//! Identifiers for rigs, cues, and cue invocations.

use std::fmt;
use std::str::FromStr;

use serde::{Deserialize, Serialize};

use crate::error::AvatarError;

/// One of the four rigs the avatar is assembled from.
#[derive(Copy, Clone, Debug, Eq, PartialEq, Hash, Serialize, Deserialize)]
#[serde(rename_all = "lowercase")]
pub enum RigId {
    Idle,
    Talk,
    Dance,
    Jump,
}

impl RigId {
    /// All rigs in load order.
    pub const ALL: [RigId; 4] = [RigId::Idle, RigId::Talk, RigId::Dance, RigId::Jump];

    /// The resting rig. It is never removed, only faded out.
    pub const RESTING: RigId = RigId::Idle;

    #[inline]
    pub fn name(self) -> &'static str {
        match self {
            RigId::Idle => "idle",
            RigId::Talk => "talk",
            RigId::Dance => "dance",
            RigId::Jump => "jump",
        }
    }

    /// Cue kind played by this rig, if it is a cue rig.
    #[inline]
    pub fn cue(self) -> Option<CueKind> {
        match self {
            RigId::Dance => Some(CueKind::Dance),
            RigId::Jump => Some(CueKind::Jump),
            RigId::Idle | RigId::Talk => None,
        }
    }

    /// Looping rigs repeat forever; cue rigs play once and hold the last frame.
    #[inline]
    pub fn is_looping(self) -> bool {
        self.cue().is_none()
    }
}

impl fmt::Display for RigId {
    fn fmt(&self, f: &mut fmt::Formatter<'_>) -> fmt::Result {
        f.write_str(self.name())
    }
}

impl FromStr for RigId {
    type Err = AvatarError;

    fn from_str(s: &str) -> Result<Self, Self::Err> {
        match s.trim().to_ascii_lowercase().as_str() {
            "idle" => Ok(RigId::Idle),
            "talk" => Ok(RigId::Talk),
            "dance" => Ok(RigId::Dance),
            "jump" => Ok(RigId::Jump),
            other => Err(AvatarError::InvalidTransition {
                reason: format!("unknown rig '{other}'"),
            }),
        }
    }
}

/// One-shot gesture cue.
#[derive(Copy, Clone, Debug, Eq, PartialEq, Hash, Serialize, Deserialize)]
#[serde(rename_all = "lowercase")]
pub enum CueKind {
    Dance,
    Jump,
}

impl CueKind {
    #[inline]
    pub fn rig(self) -> RigId {
        match self {
            CueKind::Dance => RigId::Dance,
            CueKind::Jump => RigId::Jump,
        }
    }

    /// The cue rig that is not this one.
    #[inline]
    pub fn other(self) -> CueKind {
        match self {
            CueKind::Dance => CueKind::Jump,
            CueKind::Jump => CueKind::Dance,
        }
    }
}

impl fmt::Display for CueKind {
    fn fmt(&self, f: &mut fmt::Formatter<'_>) -> fmt::Result {
        f.write_str(self.rig().name())
    }
}

impl FromStr for CueKind {
    type Err = AvatarError;

    fn from_str(s: &str) -> Result<Self, Self::Err> {
        match s.trim().to_ascii_lowercase().as_str() {
            "dance" => Ok(CueKind::Dance),
            "jump" => Ok(CueKind::Jump),
            other => Err(AvatarError::InvalidTransition {
                reason: format!("unknown cue '{other}'"),
            }),
        }
    }
}

/// Stamp identifying one cue invocation. Finished notifications carrying a stale
/// token are ignored.
#[derive(Copy, Clone, Debug, Default, Eq, PartialEq, Hash, Ord, PartialOrd, Serialize, Deserialize)]
pub struct CueToken(pub u64);

/// Monotonic allocator for CueToken.
#[derive(Default, Debug)]
pub struct Generation {
    next: u64,
}

impl Generation {
    pub fn new() -> Self {
        Self::default()
    }

    /// Allocate a fresh token; every token handed out before is now stale.
    #[inline]
    pub fn bump(&mut self) -> CueToken {
        self.next = self.next.wrapping_add(1);
        CueToken(self.next)
    }

    #[inline]
    pub fn current(&self) -> CueToken {
        CueToken(self.next)
    }
}

#[cfg(test)]
mod tests {
    use super::*;

    #[test]
    fn generation_monotonic() {
        let mut gen = Generation::new();
        let a = gen.bump();
        let b = gen.bump();
        assert!(b > a);
        assert_eq!(gen.current(), b);
    }

    #[test]
    fn parse_names() {
        assert_eq!("Dance".parse::<CueKind>().unwrap(), CueKind::Dance);
        assert_eq!(" jump ".parse::<CueKind>().unwrap(), CueKind::Jump);
        assert!("idle".parse::<CueKind>().is_err());
        assert_eq!("talk".parse::<RigId>().unwrap(), RigId::Talk);
        assert!("wave".parse::<RigId>().is_err());
    }

    #[test]
    fn cue_rig_mapping() {
        assert_eq!(CueKind::Dance.rig(), RigId::Dance);
        assert_eq!(CueKind::Dance.other(), CueKind::Jump);
        assert_eq!(RigId::Jump.cue(), Some(CueKind::Jump));
        assert!(RigId::Idle.is_looping());
        assert!(!RigId::Dance.is_looping());
    }
}
use avatar_blend_core::{AvatarEvent, Playback, RigOutput};
use bevy::animation::AnimationPlayer;
use bevy::color::Alpha;
use bevy::prelude::*;
use bevy::render::view::NoFrustumCulling;
use log::debug;

use crate::components::{AvatarRigClip, AvatarRigRoot};
use crate::resources::{AvatarBlend, AvatarFrame};
use crate::{AvatarCueCompleted, AvatarNotice, AvatarSignal};

/// Internal: collect `root` and every entity below it.
fn walk(e: Entity, children: &Query<&Children>, out: &mut Vec<Entity>) {
    out.push(e);
    if let Ok(cs) = children.get(e) {
        for &c in cs.iter() {
            walk(c, children, out);
        }
    }
}

/// Feed this frame's signals to the controller in arrival order.
pub fn forward_signals_system(mut signals: EventReader<AvatarSignal>, mut blend: ResMut<AvatarBlend>) {
    for AvatarSignal(cmd) in signals.read() {
        debug!("avatar signal {cmd:?}");
        blend.0.apply(*cmd);
    }
}

/// Advance the controller by the frame delta and stage the outputs.
pub fn tick_system(time: Res<Time>, mut blend: ResMut<AvatarBlend>, mut frame: ResMut<AvatarFrame>) {
    let out = blend.0.tick(time.delta_seconds());
    frame.outputs.clone_from(out);
}

/// Write the normalized root transform and visibility to each rig root.
/// Roots of rigs that are not loaded stay hidden.
pub fn apply_rig_roots_system(
    frame: Res<AvatarFrame>,
    mut roots: Query<(&AvatarRigRoot, &mut Transform, &mut Visibility)>,
) {
    for (root, mut tf, mut vis) in roots.iter_mut() {
        let want = match frame.outputs.rig(root.0) {
            Some(RigOutput { root: placed, visible, .. }) => {
                let translation = Vec3::from_array(placed.position);
                let scale = Vec3::splat(placed.scale);
                if tf.translation != translation || tf.scale != scale {
                    tf.translation = translation;
                    tf.scale = scale;
                }
                if *visible {
                    Visibility::Visible
                } else {
                    Visibility::Hidden
                }
            }
            None => Visibility::Hidden,
        };
        if *vis != want {
            *vis = want;
        }
    }
}

/// Pose every `AnimationPlayer` below a rig root at the controller's clip
/// time. Speed stays 0 so Bevy does not advance the clip a second time;
/// `HoldLast` pauses the clip and `Off` stops it.
pub fn apply_playback_system(
    frame: Res<AvatarFrame>,
    roots: Query<(Entity, &AvatarRigRoot, &AvatarRigClip)>,
    children: Query<&Children>,
    mut players: Query<&mut AnimationPlayer>,
) {
    let mut entities = Vec::new();
    for (entity, root, clip) in roots.iter() {
        let Some(rig) = frame.outputs.rig(root.0) else {
            continue;
        };
        entities.clear();
        walk(entity, &children, &mut entities);
        for e in entities.iter() {
            let Ok(mut player) = players.get_mut(*e) else {
                continue;
            };
            if rig.playback == Playback::Off {
                if player.is_playing_animation(clip.0) {
                    player.stop(clip.0);
                }
                continue;
            }
            let active = player.play(clip.0);
            active.set_speed(0.0).seek_to(rig.time);
            match rig.playback {
                Playback::Playing if active.is_paused() => {
                    active.resume();
                }
                Playback::HoldLast if !active.is_paused() => {
                    active.pause();
                }
                _ => {}
            }
        }
    }
}

/// Skinned meshes animate outside their bind-pose bounds; never cull them.
pub fn disable_culling_system(
    mut commands: Commands,
    roots: Query<Entity, With<AvatarRigRoot>>,
    children: Query<&Children>,
    unculled: Query<(), (With<Handle<Mesh>>, Without<NoFrustumCulling>)>,
) {
    let mut entities = Vec::new();
    for root in roots.iter() {
        walk(root, &children, &mut entities);
    }
    for e in entities {
        if unculled.contains(e) {
            commands.entity(e).insert(NoFrustumCulling);
        }
    }
}

/// Push each rig's blend opacity into the materials below its root. Skipped
/// when the app has no `StandardMaterial` assets (headless).
pub fn apply_materials_system(
    frame: Res<AvatarFrame>,
    roots: Query<(Entity, &AvatarRigRoot)>,
    children: Query<&Children>,
    handles: Query<&Handle<StandardMaterial>>,
    materials: Option<ResMut<Assets<StandardMaterial>>>,
) {
    let Some(mut materials) = materials else {
        return;
    };
    let mut entities = Vec::new();
    for (entity, root) in roots.iter() {
        let Some(rig) = frame.outputs.rig(root.0) else {
            continue;
        };
        let alpha_mode = if rig.depth_write {
            AlphaMode::Opaque
        } else {
            AlphaMode::Blend
        };
        entities.clear();
        walk(entity, &children, &mut entities);
        for e in entities.iter() {
            let Ok(handle) = handles.get(*e) else {
                continue;
            };
            let unchanged = materials.get(handle).map_or(true, |m| {
                m.base_color.alpha() == rig.opacity && m.alpha_mode == alpha_mode && m.double_sided
            });
            if unchanged {
                continue;
            }
            if let Some(mat) = materials.get_mut(handle) {
                mat.base_color = mat.base_color.with_alpha(rig.opacity);
                mat.alpha_mode = alpha_mode;
                mat.double_sided = true;
                mat.cull_mode = None;
            }
        }
    }
}

/// Re-emit controller events as Bevy events.
pub fn emit_events_system(
    frame: Res<AvatarFrame>,
    mut completed: EventWriter<AvatarCueCompleted>,
    mut notices: EventWriter<AvatarNotice>,
) {
    for event in frame.outputs.events.iter() {
        if let AvatarEvent::CueCompleted { kind, token } = event {
            completed.send(AvatarCueCompleted {
                kind: *kind,
                token: *token,
            });
        }
        notices.send(AvatarNotice(event.clone()));
    }
}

....................

- Brief
From the lines above, copy those that contain the word "RigOutput".

- Response to the exercise
use avatar_blend_core::{AvatarEvent, Playback, RigOutput};
            Some(RigOutput { root: placed, visible, .. }) => {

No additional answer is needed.